Thanks a lot for the comments, Richard - I'll follow up in a separate  
mail, soon.

Cheers,
	Michael

On 27 Apr 2011, at 12:05, Richard Cyganiak wrote:

> Hi Erik, hi Michael,
>
> This is a comment on the first draft of “URI Fragment Identifiers  
> for the text/csv Media Type” [1], announced here [2].
>
> Best,
> Richard
>
> [1] http://www.ietf.org/id/draft-hausenblas-csv-fragment-00.txt
> [2] http://lists.w3.org/Archives/Public/uri/2011Apr/0003.html
>
>
> Section 2
>
> The draft does not appear to provide a way of addressing the most  
> fundamental part of a CSV file: a cell. I find this confusing, as it  
> seems like a really obvious and surprising use case to me. In fact,  
> you say that one use case is “making assertions about a certain  
> value”. How is this possible given the current design?
>
> I guess I'm asking for something like this: #cell:temperature,4 to  
> address the value in the temperature column, row 4.
>
> A less critical but perhaps also interesting feature would be Excel- 
> style cell ranges, such as #cells:temperature,4:temperature,6.
>
>
> Section 2.1
>
> This is quite fuzzy on the question of header detection. As the  
> draft is currently designed, an implementation has to detect whether  
> a header is present or not, otherwise it cannot determine what part  
> of the table exactly is being addressed. So is the header=present  
> thing in the media type the only and canonical way of determining  
> presence of headers?
>
> If that is the case, then what with non-HTTP protocols, e.g., file:///Users/richard/test.csv 
> #row:0?
>
> What does #head address if the media type does not indicate the  
> presence of a header?
>
> (A possible solution might be to make the addressed part independent  
> of the presence of a header. #head would simply address the first  
> row, regardless of whether it's actually a header. Same for #row:0.  
> #col:2 would be  
> place,Galway,Galway,Galway,Berkeley,Berkeley,Berkeley. If the  
> example table had no header, then #col:2 would be  
> Galway,Galway,Galway,Berkeley,Berkeley,Berkeley. And #col:Galway  
> would be the same. And so on.)
>
> The first paragraph of 2.1 is poorly written.
>
>
> Section 2.2
>
> How does the row:n format interact with presence/absence of header?  
> If a header is present, does #row:0 address the same as #head?
>
> A handy feature would be to allow addressing of the last row using  
> #row:-1 (and similar for the second-to-last row etc).
>
> What is addressed by #row:1000 if the table has only 10 rows?
>
> What is the use case for the #row:* format? It seems a bit obscure  
> to me and perhaps might better be dropped.
>
>
> Section 2.3
>
> It appears that the header row, if present, is excluded from  
> #col:xxx addressing.

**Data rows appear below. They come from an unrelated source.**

//! One streaming prediction session.
//!
//! ```text
//!   OPEN ──> STREAMING ──> CLOSING ──> CLOSED
//!    │           │            │
//!    └───────────┴────────────┴──────> FAILED
//! ```
//!
//! A session owns one model handle and talks to its connection through two
//! bounded queues. Requests are scored one at a time, so results leave in
//! arrival order. The first invalid request aborts the stream.

use std::sync::Arc;
use std::time::Duration;

use tokio::sync::{mpsc, watch};
use tracing::{debug, info, warn};

use crate::daemon::protocol::ErrorCode;
use crate::error::{ServeError, StoreError};
use crate::inference::{self, PredictionRequest, PredictionResult};
use crate::model::{ModelHandle, ModelStore};

/// Lifecycle of a session.
#[derive(Debug, Clone, Copy, PartialEq, Eq)]
pub enum SessionState {
    Open,
    Streaming,
    Closing,
    Closed,
    Failed,
}

impl SessionState {
    pub fn is_terminal(self) -> bool {
        matches!(self, Self::Closed | Self::Failed)
    }

    /// Whether `self -> next` is a legal transition.
    pub fn can_advance(self, next: SessionState) -> bool {
        use SessionState::*;
        matches!(
            (self, next),
            (Open, Streaming | Failed) | (Streaming, Closing | Failed) | (Closing, Closed | Failed)
        )
    }
}

/// Items a connection feeds into a session.
#[derive(Debug)]
pub enum SessionInput {
    Predict {
        seq: u64,
        request: PredictionRequest,
    },
    End,
}

/// Items a session hands back to its connection.
#[derive(Debug)]
pub enum SessionOutput {
    Prediction { seq: u64, result: PredictionResult },
    Closed { served: u64 },
    Error(ServeError),
}

#[derive(Debug, Clone, Default)]
pub struct SessionOptions {
    /// Upper bound for a single inference call; `None` waits indefinitely.
    pub deadline: Option<Duration>,
}

/// Final report of a finished session.
#[derive(Debug, Clone)]
pub struct SessionOutcome {
    pub id: u64,
    pub state: SessionState,
    pub served: u64,
    pub error: Option<ErrorCode>,
}

pub struct Session {
    id: u64,
    model: ModelHandle,
    state: SessionState,
    served: u64,
    options: SessionOptions,
}

impl Session {
    /// Bind a new session to `model` (or the store's default model).
    pub fn open(
        id: u64,
        store: &ModelStore,
        model: Option<&str>,
        options: SessionOptions,
    ) -> Result<Self, ServeError> {
        let handle = store.resolve(model).map_err(|e| {
            let reason = match e {
                StoreError::NotFound(name) => format!("model {name:?} is not loaded"),
                other => other.to_string(),
            };
            debug!(session = id, from = ?SessionState::Open, to = ?SessionState::Failed, %reason, "Session transition");
            ServeError::ModelUnavailable(reason)
        })?;

        info!(session = id, model = %handle.name(), "Session opened");
        Ok(Self {
            id,
            model: handle,
            state: SessionState::Open,
            served: 0,
            options,
        })
    }

    pub fn id(&self) -> u64 {
        self.id
    }

    pub fn state(&self) -> SessionState {
        self.state
    }

    pub fn model(&self) -> &ModelHandle {
        &self.model
    }

    fn advance(&mut self, next: SessionState) {
        debug_assert!(
            self.state.can_advance(next),
            "illegal session transition {:?} -> {:?}",
            self.state,
            next
        );
        debug!(session = self.id, from = ?self.state, to = ?next, "Session transition");
        self.state = next;
    }

    /// Drive the session to a terminal state.
    ///
    /// Returns when the client sends `End`, the inbound queue closes, an
    /// error occurs, or `cancel` flips to `true`. The model handle is
    /// released when this future completes or is dropped.
    pub async fn run(
        mut self,
        mut inbound: mpsc::Receiver<Result<SessionInput, ServeError>>,
        outbound: mpsc::Sender<SessionOutput>,
        mut cancel: watch::Receiver<bool>,
    ) -> SessionOutcome {
        self.advance(SessionState::Streaming);

        let error = match self.stream(&mut inbound, &outbound, &mut cancel).await {
            Ok(()) => {
                self.advance(SessionState::Closing);
                // Results were pushed as they were produced; only the
                // terminator is left to flush.
                let closed = SessionOutput::Closed {
                    served: self.served,
                };
                match outbound.send(closed).await {
                    Ok(()) => {
                        self.advance(SessionState::Closed);
                        None
                    }
                    Err(_) => {
                        self.advance(SessionState::Failed);
                        Some(ErrorCode::Cancelled)
                    }
                }
            }
            Err(e) => {
                self.advance(SessionState::Failed);
                let code = e.code();
                match &e {
                    ServeError::InvalidArgument(_) | ServeError::Cancelled => {
                        debug!(session = self.id, error = %e, "Session aborted")
                    }
                    _ => warn!(session = self.id, error = %e, "Session failed"),
                }
                // Fails only when the writer is already gone.
                let _ = outbound.send(SessionOutput::Error(e)).await;
                Some(code)
            }
        };

        drop(inbound);
        info!(
            session = self.id,
            model = %self.model.name(),
            served = self.served,
            state = ?self.state,
            "Session finished"
        );
        SessionOutcome {
            id: self.id,
            state: self.state,
            served: self.served,
            error,
        }
    }

    async fn stream(
        &mut self,
        inbound: &mut mpsc::Receiver<Result<SessionInput, ServeError>>,
        outbound: &mpsc::Sender<SessionOutput>,
        cancel: &mut watch::Receiver<bool>,
    ) -> Result<(), ServeError> {
        loop {
            let item = tokio::select! {
                biased;
                _ = cancelled(cancel) => return Err(ServeError::Cancelled),
                item = inbound.recv() => item,
            };

            let (seq, request) = match item {
                Some(Ok(SessionInput::Predict { seq, request })) => (seq, request),
                Some(Ok(SessionInput::End)) => return Ok(()),
                Some(Err(e)) => return Err(e),
                None => {
                    return Err(ServeError::Transport(
                        "inbound stream closed before end of input".to_string(),
                    ));
                }
            };

            let result = self.score(request, cancel).await?;

            let sent = tokio::select! {
                biased;
                _ = cancelled(cancel) => return Err(ServeError::Cancelled),
                sent = outbound.send(SessionOutput::Prediction { seq, result }) => sent,
            };
            if sent.is_err() {
                return Err(ServeError::Transport("outbound stream closed".to_string()));
            }
            self.served += 1;
        }
    }

    async fn score(
        &self,
        request: PredictionRequest,
        cancel: &mut watch::Receiver<bool>,
    ) -> Result<PredictionResult, ServeError> {
        let (k, threshold) = (request.k(), request.threshold());
        inference::validate(k, threshold)?;

        let model = Arc::clone(&self.model);
        let text = request.text;
        let task =
            tokio::task::spawn_blocking(move || inference::predict(&model, &text, k, threshold));
        let deadline = self.options.deadline;

        let joined = async move {
            let outcome = match deadline {
                Some(limit) => match tokio::time::timeout(limit, task).await {
                    Ok(outcome) => outcome,
                    Err(_) => return Err(ServeError::DeadlineExceeded(limit)),
                },
                None => task.await,
            };
            match outcome {
                Ok(result) => result,
                Err(e) if e.is_panic() => Err(ServeError::Internal("inference panicked".to_string())),
                Err(e) => Err(ServeError::Internal(format!("inference task failed: {e}"))),
            }
        };

        // A cancelled call lets the blocking task finish but drops its result.
        tokio::select! {
            biased;
            _ = cancelled(cancel) => Err(ServeError::Cancelled),
            result = joined => result,
        }
    }
}

/// Resolves once the cancel flag is raised or its sender is gone.
///
/// The borrow of the watched value ends inside, so callers stay `Send`.
pub(crate) async fn cancelled(cancel: &mut watch::Receiver<bool>) {
    let _ = cancel.wait_for(|flag| *flag).await;
}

Maybe this can be clarified in the text.
>
> What is addressed by #col:xxx if xxx is neither a number nor a  
> column in the table?
>
> What is addressed by #col:2 if there is a column named "2"?
>
> What is addressed by #col:xxx if no header is present, or if a  
> header is present but not indicated in the media type?
>
> What is addressed by #col:foo if the header contains a duplicate  
> column, like foo,bar,baz,foo?
>
>
> Section 2.4
>
> I am unconvinced that the slice-based selection is useful as it is  
> described right now. I'd like to understand better what the use case  
> is. Personally, I can see more use cases for selecting entire rows  
> based on a value match, such as this:
>
>   #row:name=Alice
>
> I would expect the addressed part to be the entire row, including  
> the value that was used for the match. Excluding the matched column  
> seems a bit strange to me and I just have trouble understanding what  
> the motivation is.
>
> Independently from that: The name “slice-based” isn't very  
> appropriate for the current mechanism. “Slice” implies a complete  
> “thin” cut along one dimension. That's how it's used in data  
> warehouse speak, anyways. In that sense, both row-based and column- 
> based selection are slices, but this “slice-based” selection  
> actually is not. More accurate would be “table reduction” or “select 
> +project”, but admittedly these are not very snappy. Perhaps “value- 
> based selection”?
>
>
> Section 3
>
> URI syntax only allows certain characters. Other characters have to  
> be escaped. CSV cells also allow only certain characters, but a  
> different set, with different escaping rules. I would expect some  
> language here that addresses this. For example, if I have a cell row:
>
>   2011-01-01,1,"Galway, Ireland"
>
> then what exactly would a #where:place=xxx fragment that selects  
> this row look like?
Received on Thursday, 28 April 2011 16:36:15 UTC